Это противостояние эмигрант ощущает буквально во всем. Чуть ли не каждая черта нового для него быта обдает холодом разрыва с собой прежним. Разумеется, живя в России, мы многое знали о себе или по крайней мере догадывались. Но так отчетливо, так полно и почти сокрушительно познается это только в условиях эмиграции. Это по-своему экстремальная ситуация. И понятно, что «Немецкий омнибус» — рассказ не только и столько о Германии, сколько о себе, русском, в Германии, постоянный взгляд назад, в прежнюю жизнь, в прежнего себя.

Совсем недавно мы читали написанный на том же самом материале — русские эмигранты, живущие в таких же немецких общежитиях, — роман Юрия Малецкого «Проза поэта» («Континент», № 99) (/magazine/contin/maleck.htm), и характерно, что изображаемый материал определил обращение Малецкого примерно к тем же повествовательным приемам, что и Печерского. В частности, к очерково-дневниковым зарисовкам быта.

В конечном счете сюжетом «Немецкого омнибуса» является поиск персонифицировавшихся в людях вокруг, в быте эмигрантской жизни понятий пути и цели. «Те, кто здесь живут, — евреи, полуевреи (впрочем, евреем наполовину быть невозможно) или неевреи. Парии Большой Степи. Подставь наши хилые плечи под тяжесть исхода, и они не выдержат. Мы — групповой портрет вырождения, остатки исчезающего этноса. Народ Книги, забывший собственную азбуку. Мы стон заблудших на кладбищах Европы. Я брожу среди могильных плит и стертых эпитафий в поисках той самой пресловутой библейскости — и ничего не нахожу. Нет пустыни, по которой следует шататься сорок лет, чтобы умер последний, рожденный в рабстве, нет скрижалей с заповедями, нет пророков. Истории как не бывало».

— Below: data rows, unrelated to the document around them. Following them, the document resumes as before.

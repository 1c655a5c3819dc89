//! Node identity, kind tags, and the geolocated node value.

use core::{fmt, str::FromStr};

use thiserror::Error;

use crate::coordinate::{Coordinate, CoordinateError};

/// Opaque node identifier. Identity is by value, never by reference.
#[derive(Clone, Debug, Eq, Hash, Ord, PartialEq, PartialOrd)]
#[cfg_attr(feature = "serde", derive(serde::Serialize, serde::Deserialize))]
#[cfg_attr(feature = "serde", serde(transparent))]
pub struct NodeId(String);

impl NodeId {
    /// Wraps an identifier.
    #[must_use]
    pub fn new(id: impl Into<String>) -> Self {
        Self(id.into())
    }

    /// Borrows the identifier as a string slice.
    #[must_use]
    pub fn as_str(&self) -> &str {
        &self.0
    }
}

impl fmt::Display for NodeId {
    fn fmt(&self, f: &mut fmt::Formatter<'_>) -> fmt::Result {
        f.write_str(&self.0)
    }
}

impl From<&str> for NodeId {
    fn from(value: &str) -> Self {
        Self::new(value)
    }
}

impl From<String> for NodeId {
    fn from(value: String) -> Self {
        Self(value)
    }
}

impl AsRef<str> for NodeId {
    fn as_ref(&self) -> &str {
        &self.0
    }
}

/// Kind tag distinguishing the entities tracked by the graph.
#[derive(Clone, Copy, Debug, Eq, Hash, PartialEq)]
#[cfg_attr(feature = "serde", derive(serde::Serialize, serde::Deserialize))]
pub enum NodeKind {
    /// A geolocated news article.
    Article,
    /// A place visited by the user.
    Place,
}

impl NodeKind {
    /// Returns every kind in declaration order.
    #[must_use]
    pub const fn all() -> [Self; 2] {
        [Self::Article, Self::Place]
    }

    /// Stable display name.
    #[must_use]
    pub const fn as_str(self) -> &'static str {
        match self {
            Self::Article => "Article",
            Self::Place => "Place",
        }
    }
}

impl fmt::Display for NodeKind {
    fn fmt(&self, f: &mut fmt::Formatter<'_>) -> fmt::Result {
        f.write_str(self.as_str())
    }
}

/// Raised when a string does not name a [`NodeKind`].
#[derive(Clone, Debug, Eq, Error, PartialEq)]
#[error("unknown node kind `{provided}`; expected `article` or `place`")]
pub struct ParseNodeKindError {
    /// Raw value supplied by the caller.
    pub provided: String,
}

impl FromStr for NodeKind {
    type Err = ParseNodeKindError;

    fn from_str(raw: &str) -> Result<Self, Self::Err> {
        Self::all()
            .into_iter()
            .find(|kind| kind.as_str().eq_ignore_ascii_case(raw.trim()))
            .ok_or_else(|| ParseNodeKindError {
                provided: raw.to_owned(),
            })
    }
}

/// A geolocated entity tracked by the graph.
///
/// # Examples
/// ```
/// use geoprox_core::{GeoGraphError, Node, NodeKind};
///
/// let node = Node::try_from_degrees("nyc", 40.7128, -74.0060, NodeKind::Article)?
///     .with_label("Storm makes landfall");
/// assert_eq!(node.id().as_str(), "nyc");
/// assert_eq!(node.kind(), NodeKind::Article);
/// assert_eq!(node.label(), Some("Storm makes landfall"));
/// # Ok::<(), GeoGraphError>(())
/// ```
#[derive(Clone, Debug, PartialEq)]
#[cfg_attr(feature = "serde", derive(serde::Serialize, serde::Deserialize))]
pub struct Node {
    id: NodeId,
    coordinate: Coordinate,
    kind: NodeKind,
    #[cfg_attr(feature = "serde", serde(default, skip_serializing_if = "Option::is_none"))]
    label: Option<String>,
}

impl Node {
    /// Creates a node from an already validated coordinate.
    #[must_use]
    pub fn new(id: impl Into<NodeId>, coordinate: Coordinate, kind: NodeKind) -> Self {
        Self {
            id: id.into(),
            coordinate,
            kind,
            label: None,
        }
    }

    /// Validates raw degrees and creates a node.
    ///
    /// # Errors
    /// Returns [`CoordinateError`] when the latitude or longitude is invalid.
    pub fn try_from_degrees(
        id: impl Into<NodeId>,
        lat: f64,
        long: f64,
        kind: NodeKind,
    ) -> Result<Self, CoordinateError> {
        Ok(Self::new(id, Coordinate::new(lat, long)?, kind))
    }

    /// Attaches a human-readable label such as an article title.
    #[must_use]
    pub fn with_label(mut self, label: impl Into<String>) -> Self {
        self.label = Some(label.into());
        self
    }

    /// Node identifier.
    #[must_use]
    pub fn id(&self) -> &NodeId {
        &self.id
    }

    /// Immutable position of the node.
    #[must_use]
    pub const fn coordinate(&self) -> Coordinate {
        self.coordinate
    }

    /// Kind tag.
    #[must_use]
    pub const fn kind(&self) -> NodeKind {
        self.kind
    }

    /// Optional display label.
    #[must_use]
    pub fn label(&self) -> Option<&str> {
        self.label.as_deref()
    }
}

Приведенная выше цитата своей торжественностью, даже как бы высокопарностью может ввести в заблуждение относительно общей тональности повествования Печерского. Автор преодолевает этот внутренний пафос стилистикой иронического, иногда подчеркнуто заземленного описания новой своей повседневности. Он «опускает» на землю понятия, приближает их к читателю, благо сам материал эмигрантского быта дает для этого поводы. (Близким и понятным это становится для нас еще и потому, что и всех нас в какой-то степени коснулось непосредственно ощущение незнакомого мира совсем рядом с нами — все мы в какой-то степени почувствовали себя эмигрантами, пытаясь жить по-новому, по жестким стандартам свободного общества.)